The failure of successful exchange of tissues and organs between individuals of the same species is mainly due to the expression of histocompatibility (H) antigens on the cell surface of the transplanted tissues. Every individual has a unique set of genetically determined H-antigens. Gorer and Snell (1) found in their studies with inbred mouse strains that a single locus, situated on chromosome 17, controlled a cell surface antigen (which they called, antigen II) that elicited remarkable rapid allograft rejection. Snell (2) suggested that loci determining the fate of allografts should be referred to as histocompatibility antigens. The locus controling antigen II was called therefore histocompatibility antigen 2 locus or H-2 locus. Later studies (3, 4) showed that H-2 covered a cluster of loci. This complex of loci is called Major Histocompatibility Complex or MHC. Similar MHC's have been described in man (HLA complex) (5), in rat (Rt1 complex) (6), in dog (DLA complex) (7) and in several other vertebrates (8).
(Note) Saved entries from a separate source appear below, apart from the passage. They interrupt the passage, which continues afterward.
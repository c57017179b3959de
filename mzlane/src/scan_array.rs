//! The lane x scan signal container.
//!
//! A [`SparseScanArray`] stacks every [`MassLane`] of an acquisition into a pair of
//! compressed sparse matrices, one holding m/z and one holding intensity, that
//! share a single sparsity pattern. A column-major copy of both is kept alongside
//! for fast single-scan access.
use std::fmt::Display;
use std::ops::Range;

use tracing::debug;
use uuid::Uuid;

use crate::error::{LaneError, PointerError};
use crate::frame::SpectrumFrame;
use crate::pointer::FeaturePointer;
use crate::series::{Chromatogram, IonChromatogram, SpectrumSeries};
use crate::sparse::{CompressedColumns, CompressedRows};
use crate::tracker::{track, MassLane};

/// An inclusive `(start, end)` interval over m/z or time
pub type Bounds = (f64, f64);

/// The identity of a [`SparseScanArray`]. Every [`FeaturePointer`] records the identity
/// of the array that created it.
#[derive(Debug, Clone, Copy, PartialEq, Eq, Hash, PartialOrd, Ord)]
#[cfg_attr(feature = "serde", derive(serde::Serialize, serde::Deserialize))]
pub struct ArrayId(Uuid);

impl ArrayId {
    pub fn new() -> Self {
        Self(Uuid::new_v4())
    }

    pub fn as_uuid(&self) -> &Uuid {
        &self.0
    }
}

impl Default for ArrayId {
    fn default() -> Self {
        Self::new()
    }
}

impl Display for ArrayId {
    fn fmt(&self, f: &mut std::fmt::Formatter<'_>) -> std::fmt::Result {
        write!(f, "{}", self.0)
    }
}

/// Lane tracing parameters for one MS level
#[derive(Debug, Clone, Copy, PartialEq)]
#[cfg_attr(feature = "serde", derive(serde::Serialize, serde::Deserialize))]
pub struct ScanArrayParameters {
    /// The largest (exclusive) m/z difference a lane may move between assignments
    pub mz_tolerance: f64,
    /// The number of consecutive unmatched scans a lane survives
    pub scan_gap_tolerance: usize,
    /// Signals at or below this intensity are ignored
    pub min_intensity: f32,
}

impl Default for ScanArrayParameters {
    fn default() -> Self {
        Self {
            mz_tolerance: 0.01,
            scan_gap_tolerance: 2,
            min_intensity: 1000.0,
        }
    }
}

impl ScanArrayParameters {
    pub fn new(mz_tolerance: f64, scan_gap_tolerance: usize, min_intensity: f32) -> Self {
        Self {
            mz_tolerance,
            scan_gap_tolerance,
            min_intensity,
        }
    }
}

#[derive(Debug, Clone)]
#[cfg_attr(
    feature = "serde",
    derive(serde::Serialize, serde::Deserialize),
    serde(from = "ScanArrayRecord", into = "ScanArrayRecord")
)]
pub struct SparseScanArray {
    id: ArrayId,
    mz: CompressedRows<f64>,
    intensity: CompressedRows<f32>,
    mz_columns: CompressedColumns<f64>,
    intensity_columns: CompressedColumns<f32>,
    time: Vec<f64>,
    scan_numbers: Vec<usize>,
    lane_labels: Vec<f64>,
}

/// The stored form of a [`SparseScanArray`]. The column-major index is rebuilt on load.
#[cfg(feature = "serde")]
#[derive(serde::Serialize, serde::Deserialize)]
struct ScanArrayRecord {
    id: ArrayId,
    mz: CompressedRows<f64>,
    intensity: CompressedRows<f32>,
    time: Vec<f64>,
    scan_numbers: Vec<usize>,
    lane_labels: Vec<f64>,
}

#[cfg(feature = "serde")]
impl From<ScanArrayRecord> for SparseScanArray {
    fn from(value: ScanArrayRecord) -> Self {
        let mz_columns = value.mz.to_columns();
        let intensity_columns = value.intensity.to_columns();
        Self {
            id: value.id,
            mz: value.mz,
            intensity: value.intensity,
            mz_columns,
            intensity_columns,
            time: value.time,
            scan_numbers: value.scan_numbers,
            lane_labels: value.lane_labels,
        }
    }
}

#[cfg(feature = "serde")]
impl From<SparseScanArray> for ScanArrayRecord {
    fn from(value: SparseScanArray) -> Self {
        Self {
            id: value.id,
            mz: value.mz,
            intensity: value.intensity,
            time: value.time,
            scan_numbers: value.scan_numbers,
            lane_labels: value.lane_labels,
        }
    }
}

impl SparseScanArray {
    /// Trace mass lanes over `frames` with `params` and stack them, numbering scans
    /// with the frames' own scan numbers
    pub fn from_frames(
        frames: &[SpectrumFrame],
        params: &ScanArrayParameters,
    ) -> Result<Self, LaneError> {
        let lanes = track(
            frames,
            params.mz_tolerance,
            params.scan_gap_tolerance,
            params.min_intensity,
        )?;
        let scan_numbers = frames.iter().map(|f| f.scan_number).collect();
        Self::build(lanes, Some(scan_numbers))
    }

    /// Stack traced lanes into a new array.
    ///
    /// When `scan_numbers` is `None`, scans are numbered from zero. The retention time
    /// of each scan is the latest time any lane reports for it, drawn from the lanes'
    /// shared acquisition time axis as well as their own cells.
    pub fn build(lanes: Vec<MassLane>, scan_numbers: Option<Vec<usize>>) -> Result<Self, LaneError> {
        let n_scans = match lanes.first() {
            Some(lane) => lane.n_scans(),
            None => return Err(LaneError::NoFeaturesFound),
        };
        let scan_numbers = match scan_numbers {
            Some(numbers) if numbers.len() != n_scans => {
                return Err(LaneError::ScanNumberMismatch {
                    expected: n_scans,
                    found: numbers.len(),
                })
            }
            Some(numbers) => numbers,
            None => (0..n_scans).collect(),
        };

        let mut mz = CompressedRows::new(n_scans);
        let mut intensity = CompressedRows::new(n_scans);
        let mut time = vec![0.0f64; n_scans];
        let mut lane_labels = Vec::with_capacity(lanes.len());

        for lane in lanes.iter() {
            // A cell is stored in both matrices exactly when its intensity is non-zero
            let cells: Vec<(usize, f64, f32, f64)> =
                lane.iter().filter(|(_, _, inten, _)| *inten != 0.0).collect();
            // A zero m/z would otherwise drop out of the m/z pattern
            mz.push_row(
                cells
                    .iter()
                    .map(|(s, m, _, _)| (*s, if *m == 0.0 { f64::MIN_POSITIVE } else { *m })),
            );
            intensity.push_row(cells.iter().map(|(s, _, i, _)| (*s, *i)));
            for (t, lt) in time.iter_mut().zip(lane.scan_times().iter()) {
                if *lt > *t {
                    *t = *lt;
                }
            }
            for (s, _, _, t) in lane.iter() {
                if t > time[s] {
                    time[s] = t;
                }
            }
            let label = cells
                .iter()
                .fold(None, |best: Option<(f32, f64)>, (_, m, i, _)| match best {
                    Some((b, _)) if !(*i > b) => best,
                    _ => Some((*i, *m)),
                })
                .map(|(_, m)| m)
                .unwrap_or_default();
            lane_labels.push(label);
        }

        let mz_columns = mz.to_columns();
        let intensity_columns = intensity.to_columns();
        let this = Self {
            id: ArrayId::new(),
            mz,
            intensity,
            mz_columns,
            intensity_columns,
            time,
            scan_numbers,
            lane_labels,
        };
        debug!(
            "Built scan array {} with {} lanes x {} scans, {} stored cells",
            this.id,
            this.n_lanes(),
            this.n_scans(),
            this.nnz()
        );
        Ok(this)
    }

    pub fn id(&self) -> ArrayId {
        self.id
    }

    pub fn n_lanes(&self) -> usize {
        self.mz.n_rows()
    }

    pub fn n_scans(&self) -> usize {
        self.mz.n_cols()
    }

    pub fn shape(&self) -> (usize, usize) {
        self.mz.shape()
    }

    /// The number of populated lane x scan cells
    pub fn nnz(&self) -> usize {
        self.intensity.nnz()
    }

    pub fn retention_times(&self) -> &[f64] {
        &self.time
    }

    pub fn scan_numbers(&self) -> &[usize] {
        &self.scan_numbers
    }

    /// The m/z of each lane at its most intense scan
    pub fn lane_labels(&self) -> &[f64] {
        &self.lane_labels
    }

    pub fn mz_matrix(&self) -> &CompressedRows<f64> {
        &self.mz
    }

    pub fn intensity_matrix(&self) -> &CompressedRows<f32> {
        &self.intensity
    }

    pub fn mz_columns(&self) -> &CompressedColumns<f64> {
        &self.mz_columns
    }

    pub fn intensity_columns(&self) -> &CompressedColumns<f32> {
        &self.intensity_columns
    }

    /// Whether the m/z and intensity matrices populate exactly the same cells
    pub fn has_consistent_pattern(&self) -> bool {
        self.mz.same_pattern(&self.intensity)
    }

    /// The lanes whose label falls in the inclusive `mz_range`, or every lane
    pub fn lanes_in_mz_range(&self, mz_range: Option<Bounds>) -> Vec<usize> {
        match mz_range {
            Some((start, end)) => self
                .lane_labels
                .iter()
                .enumerate()
                .filter(|(_, label)| start <= **label && **label <= end)
                .map(|(i, _)| i)
                .collect(),
            None => (0..self.n_lanes()).collect(),
        }
    }

    /// The scan index span whose retention times fall in the inclusive `rt_range`,
    /// or every scan. An inverted range gives an empty span.
    pub fn scan_span(&self, rt_range: Option<Bounds>) -> Range<usize> {
        match rt_range {
            Some((start, end)) if start > end => 0..0,
            Some((start, end)) => {
                let i = self.time.partition_point(|t| *t < start);
                let j = self.time.partition_point(|t| *t <= end);
                i..j
            }
            None => 0..self.n_scans(),
        }
    }

    /// The column-wise maximum intensity over the lanes whose labels fall in `mz_range`
    pub fn base_peak_chromatogram(
        &self,
        mz_range: Option<Bounds>,
        rt_range: Option<Bounds>,
    ) -> Chromatogram {
        let lanes = self.lanes_in_mz_range(mz_range);
        let intensity = self.intensity.column_max(&lanes);
        let span = self.scan_span(rt_range);
        Chromatogram::new(self.time[span.clone()].to_vec(), intensity[span].to_vec())
    }

    /// The column-wise summed intensity over the lanes whose labels fall in `mz_range`,
    /// with the m/z of the most intense of those lanes in each scan
    pub fn extracted_ion_chromatogram(
        &self,
        mz_range: Option<Bounds>,
        rt_range: Option<Bounds>,
    ) -> IonChromatogram {
        let lanes = self.lanes_in_mz_range(mz_range);
        let intensity = self.intensity.column_sum(&lanes);
        let tallest = self.intensity.column_argmax(&lanes);
        let mz: Vec<f64> = tallest
            .iter()
            .enumerate()
            .map(|(j, lane)| lane.map(|i| self.mz.get(i, j)).unwrap_or_default())
            .collect();
        let span = self.scan_span(rt_range);
        IonChromatogram {
            mz: mz[span.clone()].to_vec(),
            intensity: intensity[span.clone()].to_vec(),
            time: self.time[span].to_vec(),
        }
    }

    /// The full column of scan index `scan`, one entry per lane in lane order. Lanes
    /// with no signal in that scan hold zero m/z and intensity.
    pub fn spectrum(&self, scan: usize) -> Result<SpectrumSeries, PointerError> {
        if scan >= self.n_scans() {
            return Err(PointerError::ScanOutOfBounds {
                scan,
                scans: self.n_scans(),
            });
        }
        Ok(SpectrumSeries::new(
            self.mz_columns.column_dense(scan),
            self.intensity_columns.column_dense(scan),
        ))
    }

    /// The scan index whose retention time is nearest `rt`, preferring the lowest index on ties
    pub fn retention_time_to_scan(&self, rt: f64) -> usize {
        let mut best = 0;
        let mut best_delta = f64::INFINITY;
        for (i, t) in self.time.iter().enumerate() {
            let delta = (t - rt).abs();
            if delta < best_delta {
                best = i;
                best_delta = delta;
            }
        }
        best
    }

    /// Create a [`FeaturePointer`] into `lane` over `scan_indices`, or over every scan
    pub fn make_feature_pointer(
        &self,
        lane: usize,
        scan_indices: Option<Vec<usize>>,
    ) -> Result<FeaturePointer, PointerError> {
        let scans = scan_indices.unwrap_or_else(|| (0..self.n_scans()).collect());
        FeaturePointer::checked(lane, scans, self.id, self.shape())
    }

    /// Point at the lane nearest `target_mz` within `mz_window`, over the scans within
    /// `rt_window` of `target_rt`. Returns `None` when no lane label is close enough.
    pub fn extract_feature_pointer(
        &self,
        target_mz: f64,
        mz_window: f64,
        target_rt: f64,
        rt_window: f64,
    ) -> Result<Option<FeaturePointer>, PointerError> {
        let mut best: Option<(usize, f64)> = None;
        for (i, label) in self.lane_labels.iter().enumerate() {
            let delta = (label - target_mz).abs();
            if delta > mz_window {
                continue;
            }
            match best {
                Some((_, d)) if !(delta < d) => {}
                _ => best = Some((i, delta)),
            }
        }
        let Some((lane, _)) = best else {
            return Ok(None);
        };
        let span = self.scan_span(Some((target_rt - rt_window, target_rt + rt_window)));
        if span.is_empty() {
            return Err(PointerError::EmptyScanWindow);
        }
        self.make_feature_pointer(lane, Some(span.collect())).map(Some)
    }
}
Because of their capacity to induce rapid allograft rejection, the MHC coded antigens were called 'strong' or 'major' histocompatibility antigens and the antigens coded for by other loci were referred to as 'weak' or 'minor' histocompatibility (H) antigens (9). A striking quality of most MHCs is their polymorphism. The significance of this polymorphism is still a matter of speculations (1 0). The experiments described in this thesis deal with the regulation of the immune response of mice against H-antigens. Therefore the structure and function of the MHC of the mouse will be described in more detail.